(Stored entries)
Segment Open
use sqlx::postgres::{PgPool, PgPoolOptions};
use tracing::{info, warn};
use std::time::Duration;

const MAX_CONNECTIONS: u32 = 10;
const MAX_RETRIES: u32 = 5;

/// Connects with bounded exponential backoff (2s, 4s, 8s, ...).
pub async fn create_pool(database_url: &str) -> Result<PgPool, sqlx::Error> {
    let mut retry_count = 0;
    let mut wait_seconds = 2;

    loop {
        match PgPoolOptions::new()
            .max_connections(MAX_CONNECTIONS)
            .acquire_timeout(Duration::from_secs(5))
            .connect(database_url)
            .await
        {
            Ok(pool) => {
                info!("Content database connection established.");
                return Ok(pool);
            }
            Err(e) if retry_count < MAX_RETRIES => {
                retry_count += 1;
                warn!(
                    "Failed to connect to content database (attempt {}/{}): {}. Retrying in {}s...",
                    retry_count, MAX_RETRIES, e, wait_seconds);

                tokio::time::sleep(Duration::from_secs(wait_seconds)).await;

                wait_seconds *= 2;
            }
            Err(e) => return Err(e),
        }
    }
}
Segment Closed
**Activity:** All lines above containing the string "const" are to be collected.

**Task response:**
const MAX_CONNECTIONS: u32 = 10;
const MAX_RETRIES: u32 = 5;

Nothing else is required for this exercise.